Keep only the lines that hold the string "Deserialize", filtering out the rest of the entries below.

Data extract Block Start

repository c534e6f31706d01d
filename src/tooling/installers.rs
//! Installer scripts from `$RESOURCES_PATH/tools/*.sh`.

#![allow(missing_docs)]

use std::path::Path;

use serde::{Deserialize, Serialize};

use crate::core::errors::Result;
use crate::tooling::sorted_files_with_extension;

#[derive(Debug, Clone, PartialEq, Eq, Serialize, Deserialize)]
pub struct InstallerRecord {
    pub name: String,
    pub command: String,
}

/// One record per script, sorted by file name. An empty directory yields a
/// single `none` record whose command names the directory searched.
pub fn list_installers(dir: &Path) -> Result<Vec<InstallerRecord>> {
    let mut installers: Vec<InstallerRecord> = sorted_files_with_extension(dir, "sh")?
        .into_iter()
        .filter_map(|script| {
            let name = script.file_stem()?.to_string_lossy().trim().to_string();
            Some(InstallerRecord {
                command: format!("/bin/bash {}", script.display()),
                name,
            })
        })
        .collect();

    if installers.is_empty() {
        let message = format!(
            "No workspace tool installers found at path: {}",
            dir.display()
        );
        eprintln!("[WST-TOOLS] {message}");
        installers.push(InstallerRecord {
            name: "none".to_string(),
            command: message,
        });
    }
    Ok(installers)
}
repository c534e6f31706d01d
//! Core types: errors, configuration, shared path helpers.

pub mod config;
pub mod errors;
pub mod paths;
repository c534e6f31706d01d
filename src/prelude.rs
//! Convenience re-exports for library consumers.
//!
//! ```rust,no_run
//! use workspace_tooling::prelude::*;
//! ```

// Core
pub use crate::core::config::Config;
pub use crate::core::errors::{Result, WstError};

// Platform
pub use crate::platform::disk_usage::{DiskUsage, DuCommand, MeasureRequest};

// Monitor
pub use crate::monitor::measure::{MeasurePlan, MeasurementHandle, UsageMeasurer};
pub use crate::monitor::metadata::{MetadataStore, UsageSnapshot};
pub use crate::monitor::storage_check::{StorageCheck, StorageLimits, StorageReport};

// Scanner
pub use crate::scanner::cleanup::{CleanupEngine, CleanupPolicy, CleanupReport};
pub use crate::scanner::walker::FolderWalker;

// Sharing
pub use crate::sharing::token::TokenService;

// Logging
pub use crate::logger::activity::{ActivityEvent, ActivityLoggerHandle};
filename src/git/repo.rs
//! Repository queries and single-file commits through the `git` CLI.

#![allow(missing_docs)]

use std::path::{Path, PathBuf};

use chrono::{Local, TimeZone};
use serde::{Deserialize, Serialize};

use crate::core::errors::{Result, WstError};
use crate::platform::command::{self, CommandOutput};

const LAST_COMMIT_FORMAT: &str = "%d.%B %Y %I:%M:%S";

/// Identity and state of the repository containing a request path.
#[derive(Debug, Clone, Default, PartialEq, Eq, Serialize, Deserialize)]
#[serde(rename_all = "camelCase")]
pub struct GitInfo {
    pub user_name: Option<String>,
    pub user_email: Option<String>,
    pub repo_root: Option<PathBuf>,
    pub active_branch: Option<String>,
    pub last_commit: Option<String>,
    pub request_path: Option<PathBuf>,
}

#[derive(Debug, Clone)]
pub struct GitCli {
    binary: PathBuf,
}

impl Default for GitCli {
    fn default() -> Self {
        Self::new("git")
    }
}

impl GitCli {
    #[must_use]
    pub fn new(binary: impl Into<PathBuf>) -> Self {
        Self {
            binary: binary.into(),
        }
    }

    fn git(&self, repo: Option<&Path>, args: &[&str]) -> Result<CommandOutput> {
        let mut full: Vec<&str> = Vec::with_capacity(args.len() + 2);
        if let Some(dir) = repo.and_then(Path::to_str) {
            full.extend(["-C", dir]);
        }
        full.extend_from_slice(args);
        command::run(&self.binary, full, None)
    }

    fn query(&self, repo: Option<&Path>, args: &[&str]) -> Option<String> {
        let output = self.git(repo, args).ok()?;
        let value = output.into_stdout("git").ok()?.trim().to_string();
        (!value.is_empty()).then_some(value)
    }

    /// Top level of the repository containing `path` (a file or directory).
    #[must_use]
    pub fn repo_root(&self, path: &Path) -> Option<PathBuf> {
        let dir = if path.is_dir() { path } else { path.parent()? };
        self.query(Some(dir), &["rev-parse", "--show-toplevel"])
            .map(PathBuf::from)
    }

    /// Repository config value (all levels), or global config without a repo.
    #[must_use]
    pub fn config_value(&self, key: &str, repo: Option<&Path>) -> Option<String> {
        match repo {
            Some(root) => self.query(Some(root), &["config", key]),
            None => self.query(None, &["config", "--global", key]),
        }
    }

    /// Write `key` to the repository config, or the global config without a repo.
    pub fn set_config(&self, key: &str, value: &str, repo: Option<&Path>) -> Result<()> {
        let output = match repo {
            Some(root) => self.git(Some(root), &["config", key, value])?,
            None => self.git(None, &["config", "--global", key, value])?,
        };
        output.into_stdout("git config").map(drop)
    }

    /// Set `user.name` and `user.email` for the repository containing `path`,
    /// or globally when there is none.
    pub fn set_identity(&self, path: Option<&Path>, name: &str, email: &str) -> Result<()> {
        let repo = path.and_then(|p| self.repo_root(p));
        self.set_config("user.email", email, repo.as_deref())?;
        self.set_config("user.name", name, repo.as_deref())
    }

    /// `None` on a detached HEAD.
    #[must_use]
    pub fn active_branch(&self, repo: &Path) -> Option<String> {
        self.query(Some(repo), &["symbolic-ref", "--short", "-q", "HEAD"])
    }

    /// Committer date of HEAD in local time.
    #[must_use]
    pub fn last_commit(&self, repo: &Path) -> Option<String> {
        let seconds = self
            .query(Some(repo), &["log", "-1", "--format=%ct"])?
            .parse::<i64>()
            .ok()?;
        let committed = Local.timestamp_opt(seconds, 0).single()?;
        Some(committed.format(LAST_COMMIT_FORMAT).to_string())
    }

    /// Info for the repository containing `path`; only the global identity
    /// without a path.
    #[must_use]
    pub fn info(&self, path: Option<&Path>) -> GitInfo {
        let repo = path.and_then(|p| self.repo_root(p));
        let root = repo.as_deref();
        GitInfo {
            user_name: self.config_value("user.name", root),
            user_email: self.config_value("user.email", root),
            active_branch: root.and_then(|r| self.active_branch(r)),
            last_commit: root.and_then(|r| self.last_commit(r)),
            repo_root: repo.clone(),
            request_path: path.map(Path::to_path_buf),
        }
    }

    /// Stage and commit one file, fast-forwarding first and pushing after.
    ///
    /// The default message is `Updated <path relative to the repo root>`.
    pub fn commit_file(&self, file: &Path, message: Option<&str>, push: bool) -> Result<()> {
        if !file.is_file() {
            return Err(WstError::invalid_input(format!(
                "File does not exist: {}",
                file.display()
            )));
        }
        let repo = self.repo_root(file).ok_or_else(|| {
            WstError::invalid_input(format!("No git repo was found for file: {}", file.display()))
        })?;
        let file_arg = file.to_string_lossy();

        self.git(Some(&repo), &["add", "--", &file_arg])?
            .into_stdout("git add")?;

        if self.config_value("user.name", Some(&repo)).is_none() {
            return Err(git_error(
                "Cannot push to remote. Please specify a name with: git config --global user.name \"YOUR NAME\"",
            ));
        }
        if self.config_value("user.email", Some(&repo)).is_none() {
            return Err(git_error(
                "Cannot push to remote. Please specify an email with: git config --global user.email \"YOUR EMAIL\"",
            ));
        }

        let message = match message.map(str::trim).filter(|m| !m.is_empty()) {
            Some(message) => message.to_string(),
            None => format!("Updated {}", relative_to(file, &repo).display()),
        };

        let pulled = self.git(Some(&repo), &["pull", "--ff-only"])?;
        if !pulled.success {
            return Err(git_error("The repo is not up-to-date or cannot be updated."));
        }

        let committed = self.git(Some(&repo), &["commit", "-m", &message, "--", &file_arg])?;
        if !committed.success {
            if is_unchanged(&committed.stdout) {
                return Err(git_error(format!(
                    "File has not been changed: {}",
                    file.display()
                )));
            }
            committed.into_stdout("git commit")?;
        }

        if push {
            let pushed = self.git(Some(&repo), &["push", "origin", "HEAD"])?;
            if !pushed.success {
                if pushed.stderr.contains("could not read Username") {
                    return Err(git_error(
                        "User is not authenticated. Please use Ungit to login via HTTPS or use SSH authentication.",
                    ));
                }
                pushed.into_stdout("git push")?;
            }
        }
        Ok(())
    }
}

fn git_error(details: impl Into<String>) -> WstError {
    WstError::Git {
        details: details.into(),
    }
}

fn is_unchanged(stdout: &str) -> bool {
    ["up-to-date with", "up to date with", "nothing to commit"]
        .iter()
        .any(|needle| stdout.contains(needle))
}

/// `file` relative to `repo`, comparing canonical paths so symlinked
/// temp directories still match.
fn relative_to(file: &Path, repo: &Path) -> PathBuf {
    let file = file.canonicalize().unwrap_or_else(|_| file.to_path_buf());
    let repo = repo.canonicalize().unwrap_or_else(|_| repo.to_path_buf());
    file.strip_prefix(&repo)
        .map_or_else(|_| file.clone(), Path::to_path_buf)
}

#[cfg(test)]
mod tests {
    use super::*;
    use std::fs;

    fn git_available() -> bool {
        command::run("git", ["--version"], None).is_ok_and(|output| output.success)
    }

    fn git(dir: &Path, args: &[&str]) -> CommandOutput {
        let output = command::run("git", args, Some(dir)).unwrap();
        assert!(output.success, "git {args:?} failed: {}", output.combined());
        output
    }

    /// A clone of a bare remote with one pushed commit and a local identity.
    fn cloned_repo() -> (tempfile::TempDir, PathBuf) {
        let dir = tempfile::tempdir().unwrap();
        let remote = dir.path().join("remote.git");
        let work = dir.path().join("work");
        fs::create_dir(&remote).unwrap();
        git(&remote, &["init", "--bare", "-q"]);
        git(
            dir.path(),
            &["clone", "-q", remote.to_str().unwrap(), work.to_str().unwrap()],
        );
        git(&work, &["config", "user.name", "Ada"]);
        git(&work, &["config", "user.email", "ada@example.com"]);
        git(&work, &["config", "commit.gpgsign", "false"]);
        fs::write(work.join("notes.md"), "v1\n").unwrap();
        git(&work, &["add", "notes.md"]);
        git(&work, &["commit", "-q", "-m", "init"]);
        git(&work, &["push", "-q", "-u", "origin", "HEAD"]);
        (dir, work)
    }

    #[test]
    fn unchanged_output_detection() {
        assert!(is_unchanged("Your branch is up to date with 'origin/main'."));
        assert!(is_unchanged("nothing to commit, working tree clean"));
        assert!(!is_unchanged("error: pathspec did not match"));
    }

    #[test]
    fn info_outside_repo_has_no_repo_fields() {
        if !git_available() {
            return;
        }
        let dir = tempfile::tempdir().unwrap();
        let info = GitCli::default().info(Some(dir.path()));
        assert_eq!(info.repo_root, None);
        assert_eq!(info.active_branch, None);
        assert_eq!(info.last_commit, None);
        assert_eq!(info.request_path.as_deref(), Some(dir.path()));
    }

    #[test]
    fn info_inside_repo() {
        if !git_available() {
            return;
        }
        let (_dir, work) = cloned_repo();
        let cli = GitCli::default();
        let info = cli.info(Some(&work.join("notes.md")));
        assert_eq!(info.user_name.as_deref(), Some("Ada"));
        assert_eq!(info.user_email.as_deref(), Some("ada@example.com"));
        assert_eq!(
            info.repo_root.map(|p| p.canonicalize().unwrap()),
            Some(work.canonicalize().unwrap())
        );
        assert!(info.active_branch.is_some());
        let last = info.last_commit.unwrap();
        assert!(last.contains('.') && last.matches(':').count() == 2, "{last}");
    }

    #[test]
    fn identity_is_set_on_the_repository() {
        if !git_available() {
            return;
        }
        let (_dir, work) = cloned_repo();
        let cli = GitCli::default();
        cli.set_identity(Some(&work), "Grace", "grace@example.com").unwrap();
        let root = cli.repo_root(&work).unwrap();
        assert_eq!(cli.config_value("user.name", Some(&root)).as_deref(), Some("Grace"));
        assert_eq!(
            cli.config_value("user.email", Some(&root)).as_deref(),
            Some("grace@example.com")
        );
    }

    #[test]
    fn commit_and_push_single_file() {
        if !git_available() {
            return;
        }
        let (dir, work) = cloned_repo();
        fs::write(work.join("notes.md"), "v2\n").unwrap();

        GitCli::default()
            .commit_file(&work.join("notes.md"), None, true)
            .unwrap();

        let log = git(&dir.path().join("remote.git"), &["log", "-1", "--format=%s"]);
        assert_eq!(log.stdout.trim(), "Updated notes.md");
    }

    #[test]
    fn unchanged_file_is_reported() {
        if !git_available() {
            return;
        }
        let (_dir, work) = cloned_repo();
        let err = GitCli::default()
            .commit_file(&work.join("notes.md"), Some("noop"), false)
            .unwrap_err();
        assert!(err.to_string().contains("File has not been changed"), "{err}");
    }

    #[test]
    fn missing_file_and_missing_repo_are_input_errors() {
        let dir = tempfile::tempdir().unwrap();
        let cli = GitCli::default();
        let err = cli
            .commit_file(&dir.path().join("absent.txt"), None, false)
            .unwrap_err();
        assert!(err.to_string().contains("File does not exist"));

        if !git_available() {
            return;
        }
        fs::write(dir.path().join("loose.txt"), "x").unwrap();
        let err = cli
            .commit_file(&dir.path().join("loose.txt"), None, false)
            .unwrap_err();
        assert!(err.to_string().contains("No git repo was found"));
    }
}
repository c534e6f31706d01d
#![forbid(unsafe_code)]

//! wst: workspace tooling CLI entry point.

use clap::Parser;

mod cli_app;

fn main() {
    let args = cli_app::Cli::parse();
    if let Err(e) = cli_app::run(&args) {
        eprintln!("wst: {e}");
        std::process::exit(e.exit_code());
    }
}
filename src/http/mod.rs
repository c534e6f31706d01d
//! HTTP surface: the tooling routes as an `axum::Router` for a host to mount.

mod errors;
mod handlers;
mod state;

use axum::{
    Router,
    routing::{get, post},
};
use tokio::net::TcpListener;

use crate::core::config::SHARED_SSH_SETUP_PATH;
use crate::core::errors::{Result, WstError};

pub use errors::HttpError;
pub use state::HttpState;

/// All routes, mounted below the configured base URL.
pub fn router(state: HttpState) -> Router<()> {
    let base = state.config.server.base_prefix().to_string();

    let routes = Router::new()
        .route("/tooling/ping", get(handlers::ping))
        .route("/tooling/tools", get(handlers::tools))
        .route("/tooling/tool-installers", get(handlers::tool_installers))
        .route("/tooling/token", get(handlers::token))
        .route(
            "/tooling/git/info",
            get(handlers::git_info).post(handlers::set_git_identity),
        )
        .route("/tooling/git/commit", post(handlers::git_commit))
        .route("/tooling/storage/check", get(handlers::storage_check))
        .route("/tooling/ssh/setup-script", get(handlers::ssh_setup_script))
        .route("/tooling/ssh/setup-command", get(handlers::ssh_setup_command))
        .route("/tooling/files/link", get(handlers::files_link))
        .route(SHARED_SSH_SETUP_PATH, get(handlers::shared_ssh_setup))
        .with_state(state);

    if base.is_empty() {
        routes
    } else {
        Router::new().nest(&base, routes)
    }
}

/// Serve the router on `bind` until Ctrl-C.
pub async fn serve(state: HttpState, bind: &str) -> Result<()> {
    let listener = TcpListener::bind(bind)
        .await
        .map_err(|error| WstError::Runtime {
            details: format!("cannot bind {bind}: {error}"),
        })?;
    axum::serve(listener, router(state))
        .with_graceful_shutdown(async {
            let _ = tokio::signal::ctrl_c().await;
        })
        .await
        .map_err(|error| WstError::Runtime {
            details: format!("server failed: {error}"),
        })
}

Data extract Block End

Task solution:
use serde::{Deserialize, Serialize};
#[derive(Debug, Clone, PartialEq, Eq, Serialize, Deserialize)]
use serde::{Deserialize, Serialize};
#[derive(Debug, Clone, Default, PartialEq, Eq, Serialize, Deserialize)]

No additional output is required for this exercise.